Maryland prisons chief says mistakes made during strip search at MCTC

August 27, 2008|By ERIN JULIUS

WASHINGTON COUNTY -- The secretary of the Maryland Department of Public Safety and Correctional Services said mistakes were made when nine Maryland Correctional Training Center employees were strip searched Aug. 12 at the prison south of Hagerstown.

Secretary Gary D. Maynard, in a letter to the editor on the Opinion page in today's Herald-Mail, wrote that while the strip search was well-intentioned, "The hastily organized implementation of these procedures caused stress and embarrassment to some very fine employees."

Maynard said in the letter that Division of Correction Commissioner Michael Stouffer "has met with and personally apologized to those MCTC staff involved."

Stouffer said shortly after the search became public, he met personally with eight of the employees who were searched and spoke with another on the phone.


A special Maryland Division of Correction Contraband Interdiction Team (CIT) conducted strip searches of nine employees at MCTC. The searches were conducted after wand tests indicated traces of drugs, but no contraband was found either on employees or in their vehicles, prison officials have said.

MCTC Warden D. Kenneth Horning had requested that the CIT perform the scans and searches because of a recent increase of contraband-related problems, prison officials have said.

Several of the employees who were searched met Aug. 13 with members of the Washington County delegation to the Maryland General Assembly. Delegates described that meeting as emotional, and said several of the employees cried as they discussed the situation.

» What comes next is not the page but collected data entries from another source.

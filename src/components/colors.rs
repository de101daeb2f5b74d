use egui::{Color32, Pos2, Vec2};
use std::collections::VecDeque;

use crate::io::EditorError;

const TAU: f32 = std::f32::consts::TAU;

pub const COLOR_HISTORY_LIMIT: usize = 10;

// ============================================================================
// HSV
// ============================================================================

/// Hue in degrees `[0, 360)`, saturation and value in `[0, 1]`.
#[derive(Clone, Copy, Debug, PartialEq)]
pub struct Hsv {
    pub h: f32,
    pub s: f32,
    pub v: f32,
}

impl Hsv {
    pub fn new(h: f32, s: f32, v: f32) -> Self {
        let h = if h.is_finite() { h.rem_euclid(360.0) } else { 0.0 };
        // rem_euclid can land exactly on 360.0 for tiny negative inputs
        let h = if h >= 360.0 { 0.0 } else { h };
        Self {
            h,
            s: if s.is_finite() { s.clamp(0.0, 1.0) } else { 0.0 },
            v: if v.is_finite() { v.clamp(0.0, 1.0) } else { 0.0 },
        }
    }
}

pub fn rgb_to_hsv(rgb: [u8; 3]) -> Hsv {
    let r = rgb[0] as f32 / 255.0;
    let g = rgb[1] as f32 / 255.0;
    let b = rgb[2] as f32 / 255.0;
    let max = r.max(g).max(b);
    let min = r.min(g).min(b);
    let d = max - min;

    let h = if d == 0.0 {
        0.0
    } else if max == r {
        60.0 * (((g - b) / d).rem_euclid(6.0))
    } else if max == g {
        60.0 * (((b - r) / d) + 2.0)
    } else {
        60.0 * (((r - g) / d) + 4.0)
    };
    let s = if max == 0.0 { 0.0 } else { d / max };
    Hsv::new(h, s, max)
}

pub fn hsv_to_rgb(hsv: Hsv) -> [u8; 3] {
    let h6 = hsv.h / 60.0;
    let c = hsv.v * hsv.s;
    let x = c * (1.0 - ((h6 % 2.0) - 1.0).abs());
    let m = hsv.v - c;
    let (r, g, b) = match h6 as i32 {
        0 => (c, x, 0.0),
        1 => (x, c, 0.0),
        2 => (0.0, c, x),
        3 => (0.0, x, c),
        4 => (x, 0.0, c),
        _ => (c, 0.0, x),
    };
    let to_u8 = |f: f32| ((f + m) * 255.0).round().clamp(0.0, 255.0) as u8;
    [to_u8(r), to_u8(g), to_u8(b)]
}

/// Parse `#RRGGBB`, `RRGGBB` or the short `#RGB` form.
pub fn parse_hex(text: &str) -> Result<[u8; 3], EditorError> {
    let digits = text.trim().trim_start_matches('#');
    let expanded: String = match digits.len() {
        3 => digits.chars().flat_map(|c| [c, c]).collect(),
        6 => digits.to_string(),
        _ => return Err(EditorError::InvalidColor(text.to_string())),
    };
    let val = u32::from_str_radix(&expanded, 16)
        .map_err(|_| EditorError::InvalidColor(text.to_string()))?;
    Ok([
        ((val >> 16) & 0xFF) as u8,
        ((val >> 8) & 0xFF) as u8,
        (val & 0xFF) as u8,
    ])
}

pub fn format_hex(rgb: [u8; 3]) -> String {
    format!("#{:02X}{:02X}{:02X}", rgb[0], rgb[1], rgb[2])
}

// ============================================================================
// WHEEL + TRIANGLE GEOMETRY
// ============================================================================

/// Interaction zone for the combined ring + triangle widget.
#[derive(Clone, Copy, Debug, PartialEq, Default)]
pub enum DragZone {
    #[default]
    None,
    HueRing,
    SvTriangle,
}

/// Hue ring around a fixed triangle: pure hue at the top, white bottom-left,
/// black bottom-right.  Screen coordinates, y down.
#[derive(Clone, Copy, Debug)]
pub struct WheelGeometry {
    pub center: Pos2,
    pub outer_r: f32,
    pub inner_r: f32,
    pub tri_r: f32,
}

impl WheelGeometry {
    pub fn new(center: Pos2) -> Self {
        let outer_r: f32 = 78.0;
        let ring_w: f32 = 16.0;
        let inner_r = outer_r - ring_w;
        Self {
            center,
            outer_r,
            inner_r,
            tri_r: inner_r - 3.0, // small gap between ring & triangle
        }
    }

    /// Triangle corners as (pure hue, white, black).
    pub fn vertices(&self) -> (Pos2, Pos2, Pos2) {
        let at = |deg: f32| {
            let a = deg.to_radians();
            Pos2::new(
                self.center.x + a.cos() * self.tri_r,
                self.center.y + a.sin() * self.tri_r,
            )
        };
        (at(-90.0), at(150.0), at(30.0))
    }

    /// Zone under `p` on first contact.
    pub fn hit_zone(&self, p: Pos2) -> DragZone {
        let dist = (p - self.center).length();
        let (a, b, c) = self.vertices();
        if dist >= self.inner_r - 6.0 && dist <= self.outer_r + 6.0 {
            DragZone::HueRing
        } else if point_in_triangle(p, a, b, c) || dist < self.inner_r {
            DragZone::SvTriangle
        } else {
            DragZone::None
        }
    }

    /// Angle of `p` around the center mapped to a hue in degrees.
    pub fn hue_at(&self, p: Pos2) -> f32 {
        let delta = p - self.center;
        let mut turn = delta.y.atan2(delta.x) / TAU;
        if turn < 0.0 {
            turn += 1.0;
        }
        turn * 360.0
    }

    /// Saturation and value under `p`, with the point projected back onto
    /// the triangle when outside it.
    pub fn sv_at(&self, p: Pos2) -> Option<(f32, f32)> {
        let (a, b, c) = self.vertices();
        let (wa, wb, wc) = barycentric(p, a, b, c);
        let wa = wa.max(0.0);
        let wb = wb.max(0.0);
        let wc = wc.max(0.0);
        let sum = wa + wb + wc;
        if sum <= 0.001 {
            return None;
        }
        let wa = wa / sum;
        let wb = wb / sum;
        let v = (wa + wb).clamp(0.0, 1.0);
        let s = if v > 0.001 { (wa / v).clamp(0.0, 1.0) } else { 0.0 };
        Some((s, v))
    }

    /// Position of the current-color dot.  Saturation never exceeds value
    /// in the rendered indicator.
    pub fn sv_indicator(&self, s: f32, v: f32) -> Pos2 {
        let s = s.min(v);
        let (a, b, c) = self.vertices();
        let w_a = s * v;
        let w_b = v * (1.0 - s);
        let w_c = 1.0 - v;
        Pos2::new(
            w_a * a.x + w_b * b.x + w_c * c.x,
            w_a * a.y + w_b * b.y + w_c * c.y,
        )
    }

    /// Midpoint of the ring at hue `h` (degrees).
    pub fn hue_indicator(&self, h: f32) -> Pos2 {
        let a = h.to_radians();
        let r = (self.inner_r + self.outer_r) / 2.0;
        Pos2::new(self.center.x + a.cos() * r, self.center.y + a.sin() * r)
    }
}

/// Barycentric coordinates of `p` w.r.t. triangle (a, b, c).
/// Returns (weight_a, weight_b, weight_c).
fn barycentric(p: Pos2, a: Pos2, b: Pos2, c: Pos2) -> (f32, f32, f32) {
    let v0: Vec2 = c - a;
    let v1: Vec2 = b - a;
    let v2: Vec2 = p - a;
    let d00 = v0.dot(v0);
    let d01 = v0.dot(v1);
    let d02 = v0.dot(v2);
    let d11 = v1.dot(v1);
    let d12 = v1.dot(v2);
    let denom = d00 * d11 - d01 * d01;
    if denom.abs() < 1e-10 {
        return (1.0 / 3.0, 1.0 / 3.0, 1.0 / 3.0);
    }
    let inv = 1.0 / denom;
    let u = (d11 * d02 - d01 * d12) * inv; // weight for c
    let v = (d00 * d12 - d01 * d02) * inv; // weight for b
    (1.0 - u - v, v, u)
}

fn point_in_triangle(p: Pos2, a: Pos2, b: Pos2, c: Pos2) -> bool {
    let (wa, wb, wc) = barycentric(p, a, b, c);
    wa >= 0.0 && wb >= 0.0 && wc >= 0.0
}

// ============================================================================
// COLOR MODEL
// ============================================================================

/// Everything a picker UI displays, re-derived from HSV on every change.
#[derive(Clone, Debug, PartialEq)]
pub struct ColorVisuals {
    pub hex: String,
    pub rgb: [u8; 3],
    pub swatch: Color32,
    pub pure_hue: Color32,
    /// Linear slider positions for hue, saturation and value in `[0, 1]`.
    pub sliders: [f32; 3],
    pub sv_indicator: Pos2,
    pub hue_indicator: Pos2,
}

/// Active color with HSV as the single source of truth.
pub struct ColorModel {
    hsv: Hsv,
    visuals: ColorVisuals,
    history: VecDeque<[u8; 3]>,
    wheel: WheelGeometry,
    drag_zone: DragZone,
}

impl Default for ColorModel {
    fn default() -> Self {
        Self::new([0, 0, 0])
    }
}

impl ColorModel {
    pub fn new(rgb: [u8; 3]) -> Self {
        let wheel = WheelGeometry::new(Pos2::new(84.0, 84.0));
        let hsv = rgb_to_hsv(rgb);
        Self {
            hsv,
            visuals: derive_visuals(hsv, &wheel),
            history: VecDeque::new(),
            wheel,
            drag_zone: DragZone::None,
        }
    }

    pub fn hsv(&self) -> Hsv {
        self.hsv
    }

    pub fn rgb(&self) -> [u8; 3] {
        self.visuals.rgb
    }

    pub fn hex(&self) -> &str {
        &self.visuals.hex
    }

    pub fn visuals(&self) -> &ColorVisuals {
        &self.visuals
    }

    pub fn wheel(&self) -> &WheelGeometry {
        &self.wheel
    }

    /// Place the picker widget; the indicators follow.
    pub fn set_wheel_center(&mut self, center: Pos2) {
        self.wheel = WheelGeometry::new(center);
        self.visuals = derive_visuals(self.hsv, &self.wheel);
    }

    /// The one mutation path: store HSV, then re-derive hex and visuals.
    pub fn set_hsv(&mut self, h: f32, s: f32, v: f32) {
        self.hsv = Hsv::new(h, s, v);
        self.visuals = derive_visuals(self.hsv, &self.wheel);
    }

    pub fn set_hue(&mut self, h: f32) {
        self.set_hsv(h, self.hsv.s, self.hsv.v);
    }

    pub fn set_saturation(&mut self, s: f32) {
        self.set_hsv(self.hsv.h, s, self.hsv.v);
    }

    pub fn set_value(&mut self, v: f32) {
        self.set_hsv(self.hsv.h, self.hsv.s, v);
    }

    pub fn set_rgb(&mut self, rgb: [u8; 3]) {
        let hsv = rgb_to_hsv(rgb);
        self.set_hsv(hsv.h, hsv.s, hsv.v);
    }

    /// Numeric hex entry.  Invalid text leaves the color untouched.
    pub fn set_hex(&mut self, text: &str) -> Result<(), EditorError> {
        let rgb = parse_hex(text)?;
        self.set_rgb(rgb);
        Ok(())
    }

    // ---- picker widget ------------------------------------------------------

    /// Pointer pressed on the widget; returns whether the color changed.
    pub fn picker_press(&mut self, p: Pos2) -> bool {
        self.drag_zone = self.wheel.hit_zone(p);
        self.picker_drag(p)
    }

    pub fn picker_drag(&mut self, p: Pos2) -> bool {
        match self.drag_zone {
            DragZone::HueRing => {
                let h = self.wheel.hue_at(p);
                self.set_hue(h);
                true
            }
            DragZone::SvTriangle => match self.wheel.sv_at(p) {
                Some((s, v)) => {
                    self.set_hsv(self.hsv.h, s, v);
                    true
                }
                None => false,
            },
            DragZone::None => false,
        }
    }

    pub fn picker_release(&mut self) {
        self.drag_zone = DragZone::None;
    }

    // ---- history ------------------------------------------------------------

    /// Most recent first.
    pub fn history(&self) -> impl Iterator<Item = [u8; 3]> + '_ {
        self.history.iter().copied()
    }

    pub fn history_len(&self) -> usize {
        self.history.len()
    }

    /// Remember a used color.  Only an identical head entry is collapsed.
    pub fn push_history(&mut self, rgb: [u8; 3]) {
        if self.history.front() == Some(&rgb) {
            return;
        }
        self.history.push_front(rgb);
        self.history.truncate(COLOR_HISTORY_LIMIT);
    }

    /// Swatch click.
    pub fn select_history(&mut self, index: usize) -> bool {
        match self.history.get(index).copied() {
            Some(rgb) => {
                self.set_rgb(rgb);
                true
            }
            None => false,
        }
    }
}

fn derive_visuals(hsv: Hsv, wheel: &WheelGeometry) -> ColorVisuals {
    let rgb = hsv_to_rgb(hsv);
    let pure = hsv_to_rgb(Hsv::new(hsv.h, 1.0, 1.0));
    ColorVisuals {
        hex: format_hex(rgb),
        rgb,
        swatch: Color32::from_rgb(rgb[0], rgb[1], rgb[2]),
        pure_hue: Color32::from_rgb(pure[0], pure[1], pure[2]),
        sliders: [hsv.h / 360.0, hsv.s, hsv.v],
        sv_indicator: wheel.sv_indicator(hsv.s, hsv.v),
        hue_indicator: wheel.hue_indicator(hsv.h),
    }
}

Referring to the way the procedures were conducted and its effect on employees, Maynard wrote, "My promise to them, along with Commissioner Stouffer's is that it won't happen again."

Rick Binetti, executive director of communication for the department, clarified that statement, saying Maynard was not available for an interview.

"The secretary is not saying the department will not continue stepped-up security efforts," Binetti said.

Rather, Binetti said, any increased security involving staff will be conducted properly, with respect and consistency.

All DOC employees know, however, that "The division maintains the right to strip search anyone if given probable cause," Binetti said.

Maynard wrote that a recent series of drug overdoses among inmates, including one fatality, prompted the scans and searches.

Maynard noted that an investigation into the scans and searches was being conducted, and that "Disciplinary action will be taken as appropriate."

Such disciplinary action, if warranted, could occur at all levels of the DOC, Binetti said.

In his letter, Maynard mentions meeting with some Washington County lawmakers, including state Sen. Donald F. Munson, R-Washington.

Munson said Tuesday in a telephone interview that he met with Maynard last week and had the impression that "the secretary is doing everything he can to get a bad situation straight."

What happened during the scans and searches was a "comedy of errors," he said.

Munson said he requested that the IONSCANs not be used on employees, but on inmates and visitors.

The searches at MCTC were an extension of a trial program that the DOC implemented in the Baltimore area in March and April in an attempt to reduce contraband making its way into those prisons, Stouffer has said.

Ten contractual and DOC employees, including correctional officers, were released or resigned in lieu of termination during that trial program, Binetti said.

Scans and searches of employees were not the only security measures stepped up in Baltimore during that time. Perimeter security, surveillance and intelligence gathered from inside the prison all were a part of increased security, Binetti said.

"The division is investing in manpower and resources to make us better and more able to react and actually be more proactive in our approach to making the prison environment a more secure place to work," Binetti said.